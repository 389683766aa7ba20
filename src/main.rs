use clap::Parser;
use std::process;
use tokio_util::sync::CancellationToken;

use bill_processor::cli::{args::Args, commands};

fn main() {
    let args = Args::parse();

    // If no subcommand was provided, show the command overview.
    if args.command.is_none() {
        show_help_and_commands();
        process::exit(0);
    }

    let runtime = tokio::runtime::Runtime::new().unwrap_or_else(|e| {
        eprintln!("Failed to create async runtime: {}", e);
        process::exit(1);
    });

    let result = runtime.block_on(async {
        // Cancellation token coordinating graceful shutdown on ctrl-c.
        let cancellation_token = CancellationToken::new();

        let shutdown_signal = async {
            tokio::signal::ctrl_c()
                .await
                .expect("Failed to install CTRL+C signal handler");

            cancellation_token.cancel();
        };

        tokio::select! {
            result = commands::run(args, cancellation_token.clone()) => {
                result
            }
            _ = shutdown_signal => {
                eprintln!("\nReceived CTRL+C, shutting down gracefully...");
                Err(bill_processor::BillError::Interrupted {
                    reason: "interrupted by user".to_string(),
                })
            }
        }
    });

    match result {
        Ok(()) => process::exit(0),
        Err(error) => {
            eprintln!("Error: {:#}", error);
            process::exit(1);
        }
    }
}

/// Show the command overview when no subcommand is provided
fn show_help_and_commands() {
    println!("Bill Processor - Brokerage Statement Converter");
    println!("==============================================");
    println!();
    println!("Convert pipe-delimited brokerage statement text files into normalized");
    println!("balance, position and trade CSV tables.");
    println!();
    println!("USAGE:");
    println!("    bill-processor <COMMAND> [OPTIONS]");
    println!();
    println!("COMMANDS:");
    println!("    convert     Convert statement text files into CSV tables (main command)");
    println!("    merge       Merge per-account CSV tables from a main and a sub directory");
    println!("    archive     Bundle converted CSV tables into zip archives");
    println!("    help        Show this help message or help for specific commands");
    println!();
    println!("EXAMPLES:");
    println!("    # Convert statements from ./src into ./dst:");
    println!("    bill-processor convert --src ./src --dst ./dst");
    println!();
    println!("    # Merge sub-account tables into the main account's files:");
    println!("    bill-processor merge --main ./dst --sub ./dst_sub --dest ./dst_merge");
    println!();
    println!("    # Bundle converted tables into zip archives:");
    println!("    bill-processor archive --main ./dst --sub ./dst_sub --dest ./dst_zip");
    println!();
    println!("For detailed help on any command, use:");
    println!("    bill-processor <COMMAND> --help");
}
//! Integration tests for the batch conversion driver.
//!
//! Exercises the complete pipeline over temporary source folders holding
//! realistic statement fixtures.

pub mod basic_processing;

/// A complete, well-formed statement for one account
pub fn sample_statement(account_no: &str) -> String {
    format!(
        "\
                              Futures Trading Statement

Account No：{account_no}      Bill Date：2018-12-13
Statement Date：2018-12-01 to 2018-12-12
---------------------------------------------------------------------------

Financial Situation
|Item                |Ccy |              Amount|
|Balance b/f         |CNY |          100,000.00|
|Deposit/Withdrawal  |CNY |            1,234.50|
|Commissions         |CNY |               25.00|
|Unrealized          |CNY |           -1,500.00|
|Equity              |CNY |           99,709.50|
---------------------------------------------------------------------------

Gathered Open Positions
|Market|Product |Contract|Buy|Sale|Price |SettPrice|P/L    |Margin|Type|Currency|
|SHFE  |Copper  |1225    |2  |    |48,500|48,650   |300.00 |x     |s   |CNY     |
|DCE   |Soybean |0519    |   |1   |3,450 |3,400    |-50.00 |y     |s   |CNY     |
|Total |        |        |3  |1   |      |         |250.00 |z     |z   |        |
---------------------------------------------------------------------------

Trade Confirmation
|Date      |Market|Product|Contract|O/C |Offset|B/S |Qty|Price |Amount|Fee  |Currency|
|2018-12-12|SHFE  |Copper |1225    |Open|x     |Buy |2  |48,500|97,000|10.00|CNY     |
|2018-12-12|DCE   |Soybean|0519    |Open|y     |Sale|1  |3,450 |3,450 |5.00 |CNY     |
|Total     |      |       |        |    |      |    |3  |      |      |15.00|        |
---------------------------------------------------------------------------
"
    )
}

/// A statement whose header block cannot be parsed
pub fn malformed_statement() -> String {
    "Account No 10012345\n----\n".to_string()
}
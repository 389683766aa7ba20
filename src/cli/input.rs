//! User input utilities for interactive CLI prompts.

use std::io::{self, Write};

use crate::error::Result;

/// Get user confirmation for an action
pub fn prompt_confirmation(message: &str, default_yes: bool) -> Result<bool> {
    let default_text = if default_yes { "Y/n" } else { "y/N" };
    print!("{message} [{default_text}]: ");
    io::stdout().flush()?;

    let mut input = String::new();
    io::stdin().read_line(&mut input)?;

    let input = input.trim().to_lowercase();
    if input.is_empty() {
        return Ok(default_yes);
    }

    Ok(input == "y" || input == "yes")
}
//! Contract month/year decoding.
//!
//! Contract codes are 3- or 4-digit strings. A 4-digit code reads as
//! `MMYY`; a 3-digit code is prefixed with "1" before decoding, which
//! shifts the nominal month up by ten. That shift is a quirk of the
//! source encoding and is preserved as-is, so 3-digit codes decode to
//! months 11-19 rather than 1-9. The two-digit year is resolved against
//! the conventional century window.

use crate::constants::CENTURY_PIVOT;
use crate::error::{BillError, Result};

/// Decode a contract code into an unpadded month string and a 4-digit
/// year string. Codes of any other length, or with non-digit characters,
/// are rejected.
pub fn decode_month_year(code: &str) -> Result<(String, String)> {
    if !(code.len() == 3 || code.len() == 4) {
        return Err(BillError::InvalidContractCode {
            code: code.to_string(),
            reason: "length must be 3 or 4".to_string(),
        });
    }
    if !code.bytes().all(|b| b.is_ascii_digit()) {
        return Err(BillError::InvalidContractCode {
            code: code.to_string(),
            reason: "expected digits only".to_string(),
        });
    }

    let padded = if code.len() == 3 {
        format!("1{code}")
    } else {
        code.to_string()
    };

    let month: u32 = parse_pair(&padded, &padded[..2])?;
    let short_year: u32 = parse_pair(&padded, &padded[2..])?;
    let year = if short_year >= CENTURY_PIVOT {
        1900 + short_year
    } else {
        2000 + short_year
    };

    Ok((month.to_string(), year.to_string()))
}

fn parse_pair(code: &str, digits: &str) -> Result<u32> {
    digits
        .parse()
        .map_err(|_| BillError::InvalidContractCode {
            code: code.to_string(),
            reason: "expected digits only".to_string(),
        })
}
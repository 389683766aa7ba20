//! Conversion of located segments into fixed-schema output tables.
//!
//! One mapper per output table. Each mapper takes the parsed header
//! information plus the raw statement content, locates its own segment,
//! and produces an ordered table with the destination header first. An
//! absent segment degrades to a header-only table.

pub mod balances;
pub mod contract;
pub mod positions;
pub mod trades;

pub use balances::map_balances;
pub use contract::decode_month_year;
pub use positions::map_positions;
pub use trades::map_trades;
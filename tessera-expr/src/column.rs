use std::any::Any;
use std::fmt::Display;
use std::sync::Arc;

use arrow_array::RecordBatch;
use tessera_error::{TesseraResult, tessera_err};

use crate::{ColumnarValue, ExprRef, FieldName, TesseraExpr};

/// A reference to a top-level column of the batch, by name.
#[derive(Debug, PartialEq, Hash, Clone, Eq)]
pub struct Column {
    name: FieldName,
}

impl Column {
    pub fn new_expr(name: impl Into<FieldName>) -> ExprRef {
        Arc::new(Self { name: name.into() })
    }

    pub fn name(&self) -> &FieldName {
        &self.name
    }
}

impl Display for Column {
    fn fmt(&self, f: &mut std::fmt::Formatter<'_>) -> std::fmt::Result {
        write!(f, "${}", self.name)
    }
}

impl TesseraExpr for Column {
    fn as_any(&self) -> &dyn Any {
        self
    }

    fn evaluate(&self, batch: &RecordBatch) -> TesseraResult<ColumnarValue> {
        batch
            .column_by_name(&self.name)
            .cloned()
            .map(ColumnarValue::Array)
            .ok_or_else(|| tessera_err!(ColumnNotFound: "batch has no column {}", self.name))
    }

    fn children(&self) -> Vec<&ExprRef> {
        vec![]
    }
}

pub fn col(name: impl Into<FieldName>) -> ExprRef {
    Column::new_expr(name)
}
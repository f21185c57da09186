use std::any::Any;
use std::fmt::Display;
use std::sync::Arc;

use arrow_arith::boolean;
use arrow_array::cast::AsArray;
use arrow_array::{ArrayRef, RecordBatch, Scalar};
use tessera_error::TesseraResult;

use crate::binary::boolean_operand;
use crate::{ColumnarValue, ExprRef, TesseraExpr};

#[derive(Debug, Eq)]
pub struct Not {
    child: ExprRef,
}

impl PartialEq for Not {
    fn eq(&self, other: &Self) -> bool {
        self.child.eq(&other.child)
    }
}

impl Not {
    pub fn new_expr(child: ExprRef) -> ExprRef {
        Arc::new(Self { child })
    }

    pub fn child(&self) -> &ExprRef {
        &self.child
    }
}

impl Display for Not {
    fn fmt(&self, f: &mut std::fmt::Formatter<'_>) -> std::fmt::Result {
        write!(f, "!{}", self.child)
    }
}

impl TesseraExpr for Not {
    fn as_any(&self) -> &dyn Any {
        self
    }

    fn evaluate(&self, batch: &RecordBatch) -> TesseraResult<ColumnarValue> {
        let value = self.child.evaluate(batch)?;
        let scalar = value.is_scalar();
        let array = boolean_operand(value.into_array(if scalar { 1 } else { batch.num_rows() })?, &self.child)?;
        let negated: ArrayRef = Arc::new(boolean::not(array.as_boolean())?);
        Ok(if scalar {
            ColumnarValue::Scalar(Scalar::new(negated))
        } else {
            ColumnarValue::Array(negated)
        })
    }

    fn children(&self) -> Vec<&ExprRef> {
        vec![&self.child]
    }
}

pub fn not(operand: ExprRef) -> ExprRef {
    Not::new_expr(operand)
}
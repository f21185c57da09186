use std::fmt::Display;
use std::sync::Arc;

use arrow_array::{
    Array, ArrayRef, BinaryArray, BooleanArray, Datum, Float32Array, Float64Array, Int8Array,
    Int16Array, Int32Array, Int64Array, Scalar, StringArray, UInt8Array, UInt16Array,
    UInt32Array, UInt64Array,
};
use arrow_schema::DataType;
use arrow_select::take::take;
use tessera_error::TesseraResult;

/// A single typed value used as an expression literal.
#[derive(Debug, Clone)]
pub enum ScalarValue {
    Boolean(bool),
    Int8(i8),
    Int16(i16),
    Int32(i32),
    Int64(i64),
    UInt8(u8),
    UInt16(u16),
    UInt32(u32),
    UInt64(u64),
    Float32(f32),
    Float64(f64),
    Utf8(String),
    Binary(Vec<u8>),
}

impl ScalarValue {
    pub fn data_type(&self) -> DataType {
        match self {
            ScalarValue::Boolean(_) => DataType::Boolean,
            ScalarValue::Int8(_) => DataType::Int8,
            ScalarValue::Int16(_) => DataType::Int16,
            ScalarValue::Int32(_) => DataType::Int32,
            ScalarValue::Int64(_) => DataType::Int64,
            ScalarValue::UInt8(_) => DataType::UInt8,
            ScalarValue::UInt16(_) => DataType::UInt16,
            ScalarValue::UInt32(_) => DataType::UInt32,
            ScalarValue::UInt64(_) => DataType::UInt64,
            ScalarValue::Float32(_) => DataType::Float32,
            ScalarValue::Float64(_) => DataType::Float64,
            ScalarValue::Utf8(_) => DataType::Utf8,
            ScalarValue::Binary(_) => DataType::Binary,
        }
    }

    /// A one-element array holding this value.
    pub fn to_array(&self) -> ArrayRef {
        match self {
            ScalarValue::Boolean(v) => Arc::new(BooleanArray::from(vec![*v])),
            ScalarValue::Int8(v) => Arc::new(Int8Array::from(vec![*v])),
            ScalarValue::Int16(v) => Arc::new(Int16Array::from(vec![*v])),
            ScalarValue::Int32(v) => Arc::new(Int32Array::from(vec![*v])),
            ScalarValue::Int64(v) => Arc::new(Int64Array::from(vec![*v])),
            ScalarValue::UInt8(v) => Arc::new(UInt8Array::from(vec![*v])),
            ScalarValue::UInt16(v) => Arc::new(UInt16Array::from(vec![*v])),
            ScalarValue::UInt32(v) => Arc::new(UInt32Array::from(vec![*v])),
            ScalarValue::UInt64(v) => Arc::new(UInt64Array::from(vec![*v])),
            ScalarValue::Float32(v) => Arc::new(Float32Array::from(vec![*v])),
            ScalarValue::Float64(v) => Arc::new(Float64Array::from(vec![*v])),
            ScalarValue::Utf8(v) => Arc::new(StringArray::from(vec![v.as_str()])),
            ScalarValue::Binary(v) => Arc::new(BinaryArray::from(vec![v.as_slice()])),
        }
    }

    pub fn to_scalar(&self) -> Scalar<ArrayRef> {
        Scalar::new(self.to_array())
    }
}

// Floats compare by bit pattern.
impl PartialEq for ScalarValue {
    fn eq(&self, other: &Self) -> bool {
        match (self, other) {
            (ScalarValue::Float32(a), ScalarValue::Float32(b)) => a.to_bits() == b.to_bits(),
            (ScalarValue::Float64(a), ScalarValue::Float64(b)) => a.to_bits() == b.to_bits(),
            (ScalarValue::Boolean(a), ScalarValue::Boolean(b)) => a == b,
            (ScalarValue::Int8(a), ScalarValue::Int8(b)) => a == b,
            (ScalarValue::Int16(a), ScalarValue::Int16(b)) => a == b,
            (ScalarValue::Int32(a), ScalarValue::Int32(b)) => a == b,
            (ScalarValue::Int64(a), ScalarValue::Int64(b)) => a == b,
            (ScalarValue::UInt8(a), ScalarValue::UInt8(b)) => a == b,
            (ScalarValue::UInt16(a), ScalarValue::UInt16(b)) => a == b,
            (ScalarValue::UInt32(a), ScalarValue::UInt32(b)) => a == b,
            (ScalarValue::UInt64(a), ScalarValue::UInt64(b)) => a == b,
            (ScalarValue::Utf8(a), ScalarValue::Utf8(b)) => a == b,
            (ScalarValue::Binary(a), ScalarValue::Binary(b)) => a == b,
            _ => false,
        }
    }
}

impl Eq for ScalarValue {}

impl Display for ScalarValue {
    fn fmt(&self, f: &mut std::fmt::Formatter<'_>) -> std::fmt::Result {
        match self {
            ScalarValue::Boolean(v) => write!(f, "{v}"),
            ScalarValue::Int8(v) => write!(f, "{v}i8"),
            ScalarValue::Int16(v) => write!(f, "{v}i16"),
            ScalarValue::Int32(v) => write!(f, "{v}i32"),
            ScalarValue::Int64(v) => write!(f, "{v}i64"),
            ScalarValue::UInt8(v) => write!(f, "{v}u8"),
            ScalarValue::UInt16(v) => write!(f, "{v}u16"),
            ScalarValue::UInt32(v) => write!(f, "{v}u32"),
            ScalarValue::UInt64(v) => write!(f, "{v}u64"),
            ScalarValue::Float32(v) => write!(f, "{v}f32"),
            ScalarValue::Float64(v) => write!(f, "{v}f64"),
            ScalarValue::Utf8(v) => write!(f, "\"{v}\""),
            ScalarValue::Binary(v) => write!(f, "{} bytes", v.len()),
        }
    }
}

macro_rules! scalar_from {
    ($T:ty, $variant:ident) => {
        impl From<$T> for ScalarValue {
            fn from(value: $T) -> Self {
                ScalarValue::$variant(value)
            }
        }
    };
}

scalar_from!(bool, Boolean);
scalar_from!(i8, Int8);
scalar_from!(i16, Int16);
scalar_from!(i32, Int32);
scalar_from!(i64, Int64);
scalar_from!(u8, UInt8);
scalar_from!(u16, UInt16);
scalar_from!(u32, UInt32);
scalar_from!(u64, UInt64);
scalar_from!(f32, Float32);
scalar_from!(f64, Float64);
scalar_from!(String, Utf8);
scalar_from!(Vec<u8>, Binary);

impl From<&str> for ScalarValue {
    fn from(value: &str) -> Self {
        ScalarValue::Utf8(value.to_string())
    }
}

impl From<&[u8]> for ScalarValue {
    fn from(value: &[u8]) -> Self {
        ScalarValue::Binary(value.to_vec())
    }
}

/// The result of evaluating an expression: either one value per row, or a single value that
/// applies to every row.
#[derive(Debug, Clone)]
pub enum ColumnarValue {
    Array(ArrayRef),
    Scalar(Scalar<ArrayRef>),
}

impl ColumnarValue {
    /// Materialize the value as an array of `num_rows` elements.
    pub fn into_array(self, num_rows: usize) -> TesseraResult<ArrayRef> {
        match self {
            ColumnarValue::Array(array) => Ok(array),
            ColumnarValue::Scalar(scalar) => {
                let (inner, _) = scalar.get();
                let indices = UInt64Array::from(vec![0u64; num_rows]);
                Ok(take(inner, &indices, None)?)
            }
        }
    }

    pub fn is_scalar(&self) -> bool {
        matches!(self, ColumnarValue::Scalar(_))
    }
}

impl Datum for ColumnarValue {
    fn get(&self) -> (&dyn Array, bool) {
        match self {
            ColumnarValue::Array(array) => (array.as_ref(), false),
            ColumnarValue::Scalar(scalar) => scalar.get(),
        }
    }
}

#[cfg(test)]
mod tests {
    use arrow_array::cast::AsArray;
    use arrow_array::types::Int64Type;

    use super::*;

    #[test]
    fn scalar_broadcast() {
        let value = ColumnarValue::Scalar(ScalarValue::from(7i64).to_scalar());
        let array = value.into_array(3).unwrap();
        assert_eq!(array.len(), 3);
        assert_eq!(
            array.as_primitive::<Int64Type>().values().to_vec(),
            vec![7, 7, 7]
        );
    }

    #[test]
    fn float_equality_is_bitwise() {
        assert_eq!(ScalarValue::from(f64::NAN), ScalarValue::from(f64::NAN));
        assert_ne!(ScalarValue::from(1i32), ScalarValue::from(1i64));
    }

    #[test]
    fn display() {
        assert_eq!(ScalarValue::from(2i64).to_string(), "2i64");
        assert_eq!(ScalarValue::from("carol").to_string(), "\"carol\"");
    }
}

§ TRY IT
Where does the word "BinaryArray" occur in the data? Copy every line that has it.

§ ANSWER BELOW
    Array, ArrayRef, BinaryArray, BooleanArray, Datum, Float32Array, Float64Array, Int8Array,
            ScalarValue::Binary(v) => Arc::new(BinaryArray::from(vec![v.as_slice()])),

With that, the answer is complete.